Saved entries:

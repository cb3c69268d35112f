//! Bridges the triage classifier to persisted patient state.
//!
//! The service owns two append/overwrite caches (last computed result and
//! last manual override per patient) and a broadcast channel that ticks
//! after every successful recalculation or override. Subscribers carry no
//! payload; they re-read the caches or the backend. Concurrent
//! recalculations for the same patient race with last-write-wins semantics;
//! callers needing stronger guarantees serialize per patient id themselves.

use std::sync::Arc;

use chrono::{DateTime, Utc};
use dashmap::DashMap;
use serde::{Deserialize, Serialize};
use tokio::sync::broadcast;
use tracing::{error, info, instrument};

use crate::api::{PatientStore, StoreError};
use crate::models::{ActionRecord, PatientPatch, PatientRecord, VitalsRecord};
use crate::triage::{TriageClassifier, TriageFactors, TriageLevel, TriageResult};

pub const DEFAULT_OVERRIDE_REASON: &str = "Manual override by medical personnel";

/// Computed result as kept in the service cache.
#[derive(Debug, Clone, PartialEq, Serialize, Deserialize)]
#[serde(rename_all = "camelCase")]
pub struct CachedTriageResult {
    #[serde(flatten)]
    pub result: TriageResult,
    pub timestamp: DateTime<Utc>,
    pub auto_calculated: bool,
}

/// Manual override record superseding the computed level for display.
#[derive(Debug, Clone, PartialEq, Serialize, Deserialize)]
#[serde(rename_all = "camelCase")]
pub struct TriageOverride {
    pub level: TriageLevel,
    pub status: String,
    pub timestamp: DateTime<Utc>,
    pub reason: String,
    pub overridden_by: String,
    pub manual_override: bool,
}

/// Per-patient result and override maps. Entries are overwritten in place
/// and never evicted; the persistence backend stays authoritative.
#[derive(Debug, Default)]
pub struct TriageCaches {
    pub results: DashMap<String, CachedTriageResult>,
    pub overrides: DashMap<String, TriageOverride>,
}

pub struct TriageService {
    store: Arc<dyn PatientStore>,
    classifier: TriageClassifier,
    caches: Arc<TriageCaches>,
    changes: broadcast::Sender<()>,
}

* * *

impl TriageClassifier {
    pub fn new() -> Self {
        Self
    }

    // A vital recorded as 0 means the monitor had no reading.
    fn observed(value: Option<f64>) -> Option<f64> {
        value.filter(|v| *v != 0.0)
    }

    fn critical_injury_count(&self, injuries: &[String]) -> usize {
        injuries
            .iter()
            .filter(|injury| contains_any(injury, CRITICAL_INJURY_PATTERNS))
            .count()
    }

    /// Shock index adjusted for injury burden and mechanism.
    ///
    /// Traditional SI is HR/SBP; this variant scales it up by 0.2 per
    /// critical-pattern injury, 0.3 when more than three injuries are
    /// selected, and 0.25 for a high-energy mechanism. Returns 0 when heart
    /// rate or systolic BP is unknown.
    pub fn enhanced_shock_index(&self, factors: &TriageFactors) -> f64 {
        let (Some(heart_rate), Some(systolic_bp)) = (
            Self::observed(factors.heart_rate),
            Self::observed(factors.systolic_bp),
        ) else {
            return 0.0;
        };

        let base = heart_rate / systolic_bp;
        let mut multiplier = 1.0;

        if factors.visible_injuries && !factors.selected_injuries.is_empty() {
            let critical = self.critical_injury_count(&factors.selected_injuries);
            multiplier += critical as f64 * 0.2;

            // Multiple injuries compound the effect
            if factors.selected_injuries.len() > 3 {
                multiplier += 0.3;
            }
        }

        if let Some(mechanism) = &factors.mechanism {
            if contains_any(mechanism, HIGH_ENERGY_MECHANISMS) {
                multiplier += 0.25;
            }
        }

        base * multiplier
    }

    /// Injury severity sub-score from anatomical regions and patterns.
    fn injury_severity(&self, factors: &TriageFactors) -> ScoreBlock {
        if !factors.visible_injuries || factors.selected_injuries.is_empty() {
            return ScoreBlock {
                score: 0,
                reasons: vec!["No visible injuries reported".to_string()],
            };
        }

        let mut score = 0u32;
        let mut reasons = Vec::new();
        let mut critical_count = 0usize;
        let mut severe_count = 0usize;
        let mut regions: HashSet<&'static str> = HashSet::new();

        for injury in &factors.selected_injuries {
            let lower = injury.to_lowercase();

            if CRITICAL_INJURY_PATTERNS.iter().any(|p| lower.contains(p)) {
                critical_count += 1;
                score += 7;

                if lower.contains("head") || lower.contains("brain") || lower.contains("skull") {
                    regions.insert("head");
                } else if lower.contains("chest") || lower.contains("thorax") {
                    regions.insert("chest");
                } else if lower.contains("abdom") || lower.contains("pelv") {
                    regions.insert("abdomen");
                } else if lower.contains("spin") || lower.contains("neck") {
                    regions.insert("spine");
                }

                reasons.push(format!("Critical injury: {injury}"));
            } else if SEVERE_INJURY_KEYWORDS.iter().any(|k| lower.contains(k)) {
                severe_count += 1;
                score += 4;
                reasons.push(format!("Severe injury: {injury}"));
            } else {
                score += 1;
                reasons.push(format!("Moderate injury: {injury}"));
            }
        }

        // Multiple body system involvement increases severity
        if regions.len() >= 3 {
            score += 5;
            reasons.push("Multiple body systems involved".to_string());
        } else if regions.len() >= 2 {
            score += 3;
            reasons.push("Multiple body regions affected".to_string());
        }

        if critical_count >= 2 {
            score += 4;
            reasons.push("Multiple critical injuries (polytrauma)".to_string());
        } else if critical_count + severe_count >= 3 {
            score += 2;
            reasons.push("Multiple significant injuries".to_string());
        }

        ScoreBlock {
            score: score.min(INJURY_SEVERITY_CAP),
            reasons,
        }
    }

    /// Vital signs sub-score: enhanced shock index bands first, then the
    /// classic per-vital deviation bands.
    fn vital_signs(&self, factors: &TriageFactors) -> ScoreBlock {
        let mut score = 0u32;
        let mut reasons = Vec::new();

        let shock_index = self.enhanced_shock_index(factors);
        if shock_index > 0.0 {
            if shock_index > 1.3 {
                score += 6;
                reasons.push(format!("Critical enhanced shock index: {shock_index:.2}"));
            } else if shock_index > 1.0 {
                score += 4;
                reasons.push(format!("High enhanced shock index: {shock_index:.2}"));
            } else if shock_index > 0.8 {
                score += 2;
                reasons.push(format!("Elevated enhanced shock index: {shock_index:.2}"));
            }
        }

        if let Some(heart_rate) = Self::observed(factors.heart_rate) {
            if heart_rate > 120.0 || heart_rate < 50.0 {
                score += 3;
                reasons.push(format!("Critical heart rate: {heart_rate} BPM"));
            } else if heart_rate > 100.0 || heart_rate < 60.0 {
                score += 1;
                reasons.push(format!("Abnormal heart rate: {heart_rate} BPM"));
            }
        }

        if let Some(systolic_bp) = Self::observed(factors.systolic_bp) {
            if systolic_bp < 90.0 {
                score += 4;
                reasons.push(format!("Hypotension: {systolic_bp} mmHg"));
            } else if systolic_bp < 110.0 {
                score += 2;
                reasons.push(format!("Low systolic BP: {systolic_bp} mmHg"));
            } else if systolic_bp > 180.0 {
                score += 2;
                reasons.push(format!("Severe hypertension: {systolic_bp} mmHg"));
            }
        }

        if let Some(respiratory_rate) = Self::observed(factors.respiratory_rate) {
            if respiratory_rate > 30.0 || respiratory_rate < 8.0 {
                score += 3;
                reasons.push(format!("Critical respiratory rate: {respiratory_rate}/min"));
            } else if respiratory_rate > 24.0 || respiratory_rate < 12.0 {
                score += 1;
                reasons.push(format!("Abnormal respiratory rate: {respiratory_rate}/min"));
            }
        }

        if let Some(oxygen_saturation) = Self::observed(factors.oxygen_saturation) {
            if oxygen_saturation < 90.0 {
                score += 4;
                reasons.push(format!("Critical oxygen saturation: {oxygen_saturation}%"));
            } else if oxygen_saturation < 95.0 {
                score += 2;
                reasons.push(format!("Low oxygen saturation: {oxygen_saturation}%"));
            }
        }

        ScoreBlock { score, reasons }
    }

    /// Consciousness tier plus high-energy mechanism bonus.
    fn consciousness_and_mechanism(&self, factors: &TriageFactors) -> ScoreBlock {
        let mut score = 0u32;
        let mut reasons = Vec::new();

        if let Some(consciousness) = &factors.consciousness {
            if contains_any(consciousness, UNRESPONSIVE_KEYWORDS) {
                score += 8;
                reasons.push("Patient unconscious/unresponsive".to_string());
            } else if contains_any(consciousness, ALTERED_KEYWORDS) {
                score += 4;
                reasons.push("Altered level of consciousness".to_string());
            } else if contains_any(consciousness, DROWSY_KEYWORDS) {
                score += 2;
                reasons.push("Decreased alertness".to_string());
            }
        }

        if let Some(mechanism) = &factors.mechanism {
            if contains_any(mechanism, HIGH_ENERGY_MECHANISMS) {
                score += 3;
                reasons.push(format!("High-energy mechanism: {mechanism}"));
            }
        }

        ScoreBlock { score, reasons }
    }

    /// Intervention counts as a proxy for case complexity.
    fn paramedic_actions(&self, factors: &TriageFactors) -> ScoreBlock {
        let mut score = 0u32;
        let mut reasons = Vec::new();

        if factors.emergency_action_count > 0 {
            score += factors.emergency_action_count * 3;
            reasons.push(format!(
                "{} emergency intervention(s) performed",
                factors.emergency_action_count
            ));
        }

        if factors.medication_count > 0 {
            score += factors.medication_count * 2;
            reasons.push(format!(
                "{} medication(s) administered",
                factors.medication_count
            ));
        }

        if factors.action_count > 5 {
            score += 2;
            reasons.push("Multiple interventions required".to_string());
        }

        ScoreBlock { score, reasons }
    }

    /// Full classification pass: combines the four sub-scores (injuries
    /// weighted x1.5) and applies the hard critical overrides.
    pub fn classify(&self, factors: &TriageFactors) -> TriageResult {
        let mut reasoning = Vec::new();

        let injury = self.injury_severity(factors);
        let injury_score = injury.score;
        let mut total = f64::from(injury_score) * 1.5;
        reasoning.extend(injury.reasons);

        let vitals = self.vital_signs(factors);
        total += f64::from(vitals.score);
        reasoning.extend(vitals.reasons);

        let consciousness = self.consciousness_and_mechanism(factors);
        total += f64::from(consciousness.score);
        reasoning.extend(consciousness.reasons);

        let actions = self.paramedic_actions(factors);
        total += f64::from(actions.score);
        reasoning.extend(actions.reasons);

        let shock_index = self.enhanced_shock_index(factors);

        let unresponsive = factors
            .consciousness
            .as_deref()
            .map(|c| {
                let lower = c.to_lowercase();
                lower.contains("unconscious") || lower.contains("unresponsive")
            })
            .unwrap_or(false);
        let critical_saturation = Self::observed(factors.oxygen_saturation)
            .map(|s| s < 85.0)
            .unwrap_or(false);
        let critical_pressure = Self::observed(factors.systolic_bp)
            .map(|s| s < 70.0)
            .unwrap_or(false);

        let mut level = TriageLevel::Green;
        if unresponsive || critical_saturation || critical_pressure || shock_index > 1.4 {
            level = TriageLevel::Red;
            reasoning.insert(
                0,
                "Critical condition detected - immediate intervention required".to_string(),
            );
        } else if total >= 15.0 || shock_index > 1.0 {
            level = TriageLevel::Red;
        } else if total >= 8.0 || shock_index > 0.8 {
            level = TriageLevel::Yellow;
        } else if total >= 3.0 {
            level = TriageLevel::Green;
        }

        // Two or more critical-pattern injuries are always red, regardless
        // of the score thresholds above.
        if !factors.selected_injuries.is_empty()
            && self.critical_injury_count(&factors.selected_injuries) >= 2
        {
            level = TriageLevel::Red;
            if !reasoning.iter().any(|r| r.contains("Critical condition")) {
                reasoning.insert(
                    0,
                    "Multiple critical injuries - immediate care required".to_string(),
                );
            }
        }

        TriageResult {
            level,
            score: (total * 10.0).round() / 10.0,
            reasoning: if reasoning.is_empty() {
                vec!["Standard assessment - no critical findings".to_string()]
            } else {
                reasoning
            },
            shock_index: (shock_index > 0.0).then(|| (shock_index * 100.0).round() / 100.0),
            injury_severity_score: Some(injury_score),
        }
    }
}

▸ EXERCISE GOAL
The required output is each line of the entries that contains the word "CachedTriageResult".

▸ WRITTEN SOLUTION
pub struct CachedTriageResult {
    pub results: DashMap<String, CachedTriageResult>,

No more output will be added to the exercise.